Das Bundeskabinett hat am 20.4.2022 den Regierungsentwurf eines Gesetzes zur Umsetzung der Umwandlungsrichtlinie (RefE UmRUG) vorgelegt. Mit der Umwandlungsrichtlinie (auch Mobilitätsrichtlinie genannt) ist die Richtlinie (EU) 2019/2121 des Europäischen Parlaments und des Rates vom 27. November 2019 zur Änderung der Richtlinie (EU) 2017/1132 in Bezug auf grenzüberschreitende Umwandlungen, Verschmelzungen und Spaltungen gemeint, mit der ein einheitlicher Rechtsrahmen für grenzüberschreitende Umwandlungen geschaffen werden soll. Ein solcher ist erforderlich, weil der Europäische Gerichtshof mit seiner Rechtsprechung zur Niederlassungsfreiheit die grenzüberschreitende Mobilität von Unternehmen im Binnenmarkt gestärkt und den Wettbewerb der Rechtsordnungen gefördert hat.

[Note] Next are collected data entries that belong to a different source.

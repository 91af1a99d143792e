//! Mapscout HTTP client implementation.

use reqwest::{Client, Response, StatusCode};
use std::time::Duration;

use crate::error::ClientError;
use crate::types::{ApiErrorResponse, QuotaDenial, SearchRequest, SearchResults, UsageReport};

/// Options for building a [`MapscoutClient`].
#[derive(Debug, Clone)]
pub struct ClientOptions {
    /// Request timeout in seconds.
    pub timeout_seconds: u64,
}

impl Default for ClientOptions {
    fn default() -> Self {
        Self {
            timeout_seconds: 30,
        }
    }
}

/// Mapscout API client.
///
/// Provides methods for running quota-gated searches and fetching usage
/// reports on behalf of an end user's credential.
#[derive(Debug, Clone)]
pub struct MapscoutClient {
    client: Client,
    base_url: String,
}

impl MapscoutClient {
    /// Create a new mapscout client.
    ///
    /// # Arguments
    ///
    /// * `base_url` - Base URL of the service (e.g. `"http://mapscout:8080"`)
    #[must_use]
    pub fn new(base_url: impl Into<String>) -> Self {
        Self::with_options(base_url, ClientOptions::default())
    }

    /// Create a new mapscout client with custom options.
    ///
    /// # Panics
    ///
    /// Panics if the HTTP client cannot be built (should not happen with
    /// default settings).
    #[must_use]
    pub fn with_options(base_url: impl Into<String>, options: ClientOptions) -> Self {
        let client = Client::builder()
            .timeout(Duration::from_secs(options.timeout_seconds))
            .build()
            .expect("Failed to build HTTP client");

        Self {
            client,
            base_url: base_url.into().trim_end_matches('/').to_string(),
        }
    }

    /// Run a quota-gated place search.
    ///
    /// # Errors
    ///
    /// - [`ClientError::QuotaExceeded`] when the account's window allowance
    ///   is used up; carries the denial details including the reset instant.
    /// - [`ClientError::NoResults`] when the search matched nothing (free).
    /// - [`ClientError::Unauthorized`] when the credential is rejected.
    /// - [`ClientError::Http`] / [`ClientError::Api`] for other faults.
    pub async fn search(
        &self,
        credential: &str,
        request: &SearchRequest,
    ) -> Result<SearchResults, ClientError> {
        let url = format!("{}/v1/search", self.base_url);

        tracing::debug!(query = %request.query, location = %request.location, "Sending search");

        let response = self
            .client
            .post(&url)
            .bearer_auth(credential)
            .json(request)
            .send()
            .await?;

        match response.status() {
            status if status.is_success() => Ok(response.json().await?),
            StatusCode::UNAUTHORIZED => Err(ClientError::Unauthorized),
            StatusCode::NOT_FOUND => Err(ClientError::NoResults),
            StatusCode::TOO_MANY_REQUESTS => {
                let denial: QuotaDenial = response.json().await?;
                Err(ClientError::from(denial))
            }
            status => Err(api_error(status, response).await),
        }
    }

    /// Fetch the usage report for a credential.
    ///
    /// Side-effect free; safe to call after every search for a display
    /// refresh.
    ///
    /// # Errors
    ///
    /// - [`ClientError::Unauthorized`] when the credential is rejected.
    /// - [`ClientError::Http`] / [`ClientError::Api`] for other faults.
    pub async fn usage(&self, credential: &str) -> Result<UsageReport, ClientError> {
        let url = format!("{}/v1/usage", self.base_url);

        tracing::debug!("Fetching usage report");

        let response = self.client.get(&url).bearer_auth(credential).send().await?;

        match response.status() {
            status if status.is_success() => Ok(response.json().await?),
            StatusCode::UNAUTHORIZED => Err(ClientError::Unauthorized),
            status => Err(api_error(status, response).await),
        }
    }
}

/// Map a non-quota error response onto [`ClientError::Api`].
async fn api_error(status: StatusCode, response: Response) -> ClientError {
    let message = match response.json::<ApiErrorResponse>().await {
        Ok(body) => body.error.message,
        Err(_) => status.to_string(),
    };
    ClientError::Api {
        status: status.as_u16(),
        message,
    }
}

Zuletzt hat der Europäische Gerichtshof in der Rechtssache "Polbud" (EuGH, Urteil v. 12.10.2017, C-106/16) bestätigt, dass ein grenzüberschreitender Formwechsel auch dann möglich ist, wenn nur der Satzungssitz – nicht aber der Verwaltungssitz bzw. die wirtschaftliche Tätigkeit der Gesellschaft – in einen anderen Mitgliedstaat der EU verlegt wird. In dem vom EuGH zu entscheidenden Fall wollte eine polnische Gesellschaft nur ihren Satzungssitz nach Luxemburg verlegen, wirtschaftlich aber weiterhin in Polen tätig sein. Die Sitzverlegung wurde in das luxemburgische Handelsregister eingetragen, aber das polnische Gericht verweigerte die Löschung aus dem polnischen Register, sofern die Gesellschaft nicht – wie nach polnischem Recht vorgesehen – zuvor aufgelöst werde. Der EuGH musste sich also – anders als bei der VALE-Entscheidung (EuGH, Urteil v. 12.7.2012, C-378/10), in der es um einen Hereinformwechsel ging – erstmals mit einem Herausformwechsel befassen.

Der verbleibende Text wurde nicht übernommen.